Você vai querer arriscar? Chegam às dores e o corre-corre também e não sei quem fica mais nervoso: o pai ou a mãe. É a hora de mostrar que mulher é o sexo mais forte e o pai para não se fazer de rogado, bota a maior banca, depois começa a revirar os olhos e desmaia em plena sala. Só que a esta altura, já chegou toda a vizinhança e um ajuda a carregar a mala do hospital, que já estava pronta há três meses e o outro levanta o pai do chão com cheiro forte de cachaça.

Na maternidade, as parteiras se aprontam, enquanto se espera o médico chegar do biriba e na hora “H”, as beatas rezam para todos os santos e o marido mais os amigos aliviam a tensão na mesa do bar.

Parece que todos estão parindo! – É macho! Grita o Doutor todo satisfeito e neste mesmo momento, o pai aparece mal conseguindo ficar de pé, mas com um sorriso que deixaria qualquer dentista orgulhoso pela prótese reluzente.

– Tem o saco roxo, Doutor?
Este, sem a menor cerimônia, graceja: – Mais que roxo, homem, é quase preto.
Este guri é macho para nenhum cabra colocar defeito! Nesta noite, quase ninguém dorme. A mãe com a criança chorando a noite toda, preocupada porque o leite ainda não desceu e a sogra repetindo que ela devia ter ouvido os seus conselhos, pois Malzebier sempre encheu os peitos de qualquer mãe de leite. O pai já fazendo os planos para o futuro do menino, garante logo que o filho vai ser Doutor, mas se não der, ele poderá também ajudar com os serviços na roça que será muito bem vindo.
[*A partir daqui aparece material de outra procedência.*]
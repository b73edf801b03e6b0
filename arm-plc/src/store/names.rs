//! Variable names, values and writer roles

use arm_kinematics::{JOINT_COUNT, Joint};
use std::fmt;

/// Who is allowed to write a variable
#[derive(Clone, Copy, Debug, PartialEq, Eq)]
pub enum WriterRole {
    /// Sync loop: measured state mirrored from the simulator
    Sensor,
    /// HMI: commanded targets
    Target,
}

impl fmt::Display for WriterRole {
    fn fmt(&self, f: &mut fmt::Formatter<'_>) -> fmt::Result {
        match self {
            WriterRole::Sensor => f.write_str("sensor"),
            WriterRole::Target => f.write_str("target"),
        }
    }
}

/// Every variable the arm object carries
#[derive(Clone, Copy, Debug, PartialEq, Eq, Hash)]
pub enum VariableName {
    CubePosX,
    CubePosY,
    CubePosZ,
    ArmAngle1,
    ArmAngle2,
    ArmAngle3,
    ArmAngle4,
    ArmAngle5,
    ArmAngle6,
    Motor1Ctrl,
    Motor2Ctrl,
    Motor3Ctrl,
    Motor4Ctrl,
    Motor5Ctrl,
    Motor6Ctrl,
    GripperCtrl,
}

impl VariableName {
    /// Cube center, x/y/z
    pub const CUBE_POS: [VariableName; 3] = [
        VariableName::CubePosX,
        VariableName::CubePosY,
        VariableName::CubePosZ,
    ];

    /// Measured joint angles in wire order
    pub const ARM_ANGLES: [VariableName; JOINT_COUNT] = [
        VariableName::ArmAngle1,
        VariableName::ArmAngle2,
        VariableName::ArmAngle3,
        VariableName::ArmAngle4,
        VariableName::ArmAngle5,
        VariableName::ArmAngle6,
    ];

    /// Joint targets in wire order
    pub const MOTOR_CTRL: [VariableName; JOINT_COUNT] = [
        VariableName::Motor1Ctrl,
        VariableName::Motor2Ctrl,
        VariableName::Motor3Ctrl,
        VariableName::Motor4Ctrl,
        VariableName::Motor5Ctrl,
        VariableName::Motor6Ctrl,
    ];

    /// Registration order
    pub const ALL: [VariableName; 16] = [
        VariableName::CubePosX,
        VariableName::CubePosY,
        VariableName::CubePosZ,
        VariableName::ArmAngle1,
        VariableName::ArmAngle2,
        VariableName::ArmAngle3,
        VariableName::ArmAngle4,
        VariableName::ArmAngle5,
        VariableName::ArmAngle6,
        VariableName::Motor1Ctrl,
        VariableName::Motor2Ctrl,
        VariableName::Motor3Ctrl,
        VariableName::Motor4Ctrl,
        VariableName::Motor5Ctrl,
        VariableName::Motor6Ctrl,
        VariableName::GripperCtrl,
    ];

    /// Name as registered in the store
    pub fn as_str(self) -> &'static str {
        match self {
            VariableName::CubePosX => "cubePosX",
            VariableName::CubePosY => "cubePosY",
            VariableName::CubePosZ => "cubePosZ",
            VariableName::ArmAngle1 => "armAngle1",
            VariableName::ArmAngle2 => "armAngle2",
            VariableName::ArmAngle3 => "armAngle3",
            VariableName::ArmAngle4 => "armAngle4",
            VariableName::ArmAngle5 => "armAngle5",
            VariableName::ArmAngle6 => "armAngle6",
            VariableName::Motor1Ctrl => "motor1Ctrl",
            VariableName::Motor2Ctrl => "motor2Ctrl",
            VariableName::Motor3Ctrl => "motor3Ctrl",
            VariableName::Motor4Ctrl => "motor4Ctrl",
            VariableName::Motor5Ctrl => "motor5Ctrl",
            VariableName::Motor6Ctrl => "motor6Ctrl",
            VariableName::GripperCtrl => "gripperCtrl",
        }
    }

    /// Role allowed to write this variable
    pub fn role(self) -> WriterRole {
        match self {
            VariableName::CubePosX
            | VariableName::CubePosY
            | VariableName::CubePosZ
            | VariableName::ArmAngle1
            | VariableName::ArmAngle2
            | VariableName::ArmAngle3
            | VariableName::ArmAngle4
            | VariableName::ArmAngle5
            | VariableName::ArmAngle6 => WriterRole::Sensor,
            _ => WriterRole::Target,
        }
    }

    /// Value the variable is registered with
    pub fn initial(self) -> Value {
        match self {
            VariableName::GripperCtrl => Value::Bool(false),
            _ => Value::Float(0.0),
        }
    }

    /// Target variable driving `joint`
    pub fn motor(joint: Joint) -> VariableName {
        Self::MOTOR_CTRL[joint.index()]
    }
}

impl fmt::Display for VariableName {
    fn fmt(&self, f: &mut fmt::Formatter<'_>) -> fmt::Result {
        f.write_str(self.as_str())
    }
}

/// Stored value
#[derive(Clone, Copy, Debug, PartialEq)]
pub enum Value {
    Float(f64),
    Bool(bool),
}

impl Value {
    /// Type name used in errors
    pub fn type_name(&self) -> &'static str {
        match self {
            Value::Float(_) => "float",
            Value::Bool(_) => "bool",
        }
    }

    pub fn as_f64(&self) -> Option<f64> {
        match self {
            Value::Float(v) => Some(*v),
            Value::Bool(_) => None,
        }
    }

    pub fn as_bool(&self) -> Option<bool> {
        match self {
            Value::Bool(v) => Some(*v),
            Value::Float(_) => None,
        }
    }

    pub(crate) fn same_type(&self, other: &Value) -> bool {
        std::mem::discriminant(self) == std::mem::discriminant(other)
    }
}

impl From<f64> for Value {
    fn from(v: f64) -> Self {
        Value::Float(v)
    }
}

impl From<bool> for Value {
    fn from(v: bool) -> Self {
        Value::Bool(v)
    }
}

#[cfg(test)]
mod tests {
    use super::*;

    #[test]
    fn test_roles() {
        for name in VariableName::CUBE_POS.iter().chain(&VariableName::ARM_ANGLES) {
            assert_eq!(name.role(), WriterRole::Sensor);
        }
        for name in VariableName::MOTOR_CTRL {
            assert_eq!(name.role(), WriterRole::Target);
        }
        assert_eq!(VariableName::GripperCtrl.role(), WriterRole::Target);
    }

    #[test]
    fn test_names_and_initials() {
        assert_eq!(VariableName::Motor3Ctrl.as_str(), "motor3Ctrl");
        assert_eq!(VariableName::motor(Joint::WristPitch), VariableName::Motor4Ctrl);
        assert_eq!(VariableName::GripperCtrl.initial(), Value::Bool(false));
        assert_eq!(VariableName::CubePosZ.initial(), Value::Float(0.0));
    }
}
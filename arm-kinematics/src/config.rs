//! Arm geometry and cube physics parameters

use crate::core::Point3;
use crate::error::{KinematicsError, Result};
use serde::{Deserialize, Serialize};

/// Physical parameters of the simulated arm and its cube
///
/// Deserialized from the `[arm]` table of the world simulator config; every
/// field has a default so a partial table is valid.
#[derive(Clone, Debug, PartialEq, Serialize, Deserialize)]
pub struct ArmConfig {
    /// Base column height l1
    #[serde(default = "default_base_height")]
    pub base_height: f64,

    /// Upper arm length l2 (shoulder to elbow)
    #[serde(default = "default_upper_arm")]
    pub upper_arm: f64,

    /// Forearm length l3 (elbow to wrist)
    #[serde(default = "default_forearm")]
    pub forearm: f64,

    /// Hand length l4 (wrist to gripper tip)
    #[serde(default = "default_hand")]
    pub hand: f64,

    /// Cube start position `[x, y, z]`
    #[serde(default = "default_cube_start")]
    pub cube_start: [f64; 3],

    /// Cube edge length; the cube rests at `z = size / 2`
    #[serde(default = "default_cube_size")]
    pub cube_size: f64,

    /// Height the cube drops per tick while falling
    #[serde(default = "default_settle_step")]
    pub settle_step: f64,

    /// Grab succeeds only when the gripper is strictly closer than this
    #[serde(default = "default_grab_radius")]
    pub grab_radius: f64,

    /// Grab succeeds only when the opening is strictly below this (percent)
    #[serde(default = "default_grip_threshold")]
    pub grip_threshold: f64,
}

fn default_base_height() -> f64 {
    2.0
}
fn default_upper_arm() -> f64 {
    1.5
}
fn default_forearm() -> f64 {
    1.0
}
fn default_hand() -> f64 {
    0.5
}
fn default_cube_start() -> [f64; 3] {
    [2.0, 1.0, 0.3]
}
fn default_cube_size() -> f64 {
    0.3
}
fn default_settle_step() -> f64 {
    0.1
}
fn default_grab_radius() -> f64 {
    1.0
}
fn default_grip_threshold() -> f64 {
    30.0
}

impl Default for ArmConfig {
    fn default() -> Self {
        Self {
            base_height: default_base_height(),
            upper_arm: default_upper_arm(),
            forearm: default_forearm(),
            hand: default_hand(),
            cube_start: default_cube_start(),
            cube_size: default_cube_size(),
            settle_step: default_settle_step(),
            grab_radius: default_grab_radius(),
            grip_threshold: default_grip_threshold(),
        }
    }
}

impl ArmConfig {
    /// Link lengths `[l1, l2, l3, l4]`
    pub fn links(&self) -> [f64; 4] {
        [self.base_height, self.upper_arm, self.forearm, self.hand]
    }

    /// Planar reach of the three pitch links when fully extended
    pub fn max_reach(&self) -> f64 {
        self.upper_arm + self.forearm + self.hand
    }

    /// Cube start position as a point
    pub fn cube_start_point(&self) -> Point3 {
        Point3::from(self.cube_start)
    }

    /// Reject geometry the world model cannot simulate
    pub fn validate(&self) -> Result<()> {
        for (name, value) in [
            ("base_height", self.base_height),
            ("upper_arm", self.upper_arm),
            ("forearm", self.forearm),
            ("hand", self.hand),
            ("cube_size", self.cube_size),
            ("settle_step", self.settle_step),
            ("grab_radius", self.grab_radius),
        ] {
            if !(value.is_finite() && value > 0.0) {
                return Err(KinematicsError::InvalidParameter(format!(
                    "{} must be positive, got {}",
                    name, value
                )));
            }
        }
        if !(0.0..=100.0).contains(&self.grip_threshold) {
            return Err(KinematicsError::InvalidParameter(format!(
                "grip_threshold must be within 0..=100, got {}",
                self.grip_threshold
            )));
        }
        if self.cube_start.iter().any(|v| !v.is_finite()) {
            return Err(KinematicsError::InvalidParameter(
                "cube_start must be finite".to_string(),
            ));
        }
        Ok(())
    }
}

#[cfg(test)]
mod tests {
    use super::*;

    #[test]
    fn test_default_config_is_valid() {
        let config = ArmConfig::default();
        assert!(config.validate().is_ok());
        assert_eq!(config.links(), [2.0, 1.5, 1.0, 0.5]);
        assert_eq!(config.max_reach(), 3.0);
    }

    #[test]
    fn test_rejects_zero_link() {
        let config = ArmConfig {
            forearm: 0.0,
            ..ArmConfig::default()
        };
        assert!(matches!(
            config.validate(),
            Err(KinematicsError::InvalidParameter(_))
        ));
    }

    #[test]
    fn test_partial_table_uses_defaults() {
        let config: ArmConfig = serde_json::from_str(r#"{"cube_size": 0.5}"#).unwrap();
        assert_eq!(config.cube_size, 0.5);
        assert_eq!(config.grab_radius, 1.0);
        assert_eq!(config.cube_start, [2.0, 1.0, 0.3]);
    }
}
A vizinhança se encarrega de espalhar a boa nova pelos quatro cantos da cidade, sendo que mal amanhece e a maternidade já tem fila de espera para o povo conhecer Júnior. Você tinha alguma dúvida? Na mesinha de cabeceira o diário do bebê não para de ser rabiscado e junto aos parabéns e elogios paira no ar uma nova discussão: Júnior parece mais com o pai ou com mãe? A sogra jura de pé junto que Júnior é igualzinho ao filho quando ele veio ao mundo e acaba a novela. E, depois que a página dos presentes já não tem mais espaço para nenhuma assinatura, só resta um comentário geral: – Com tanto mimo, é uma criança de sorte. Isto que é verdadeiramente nascer em berço de ouro!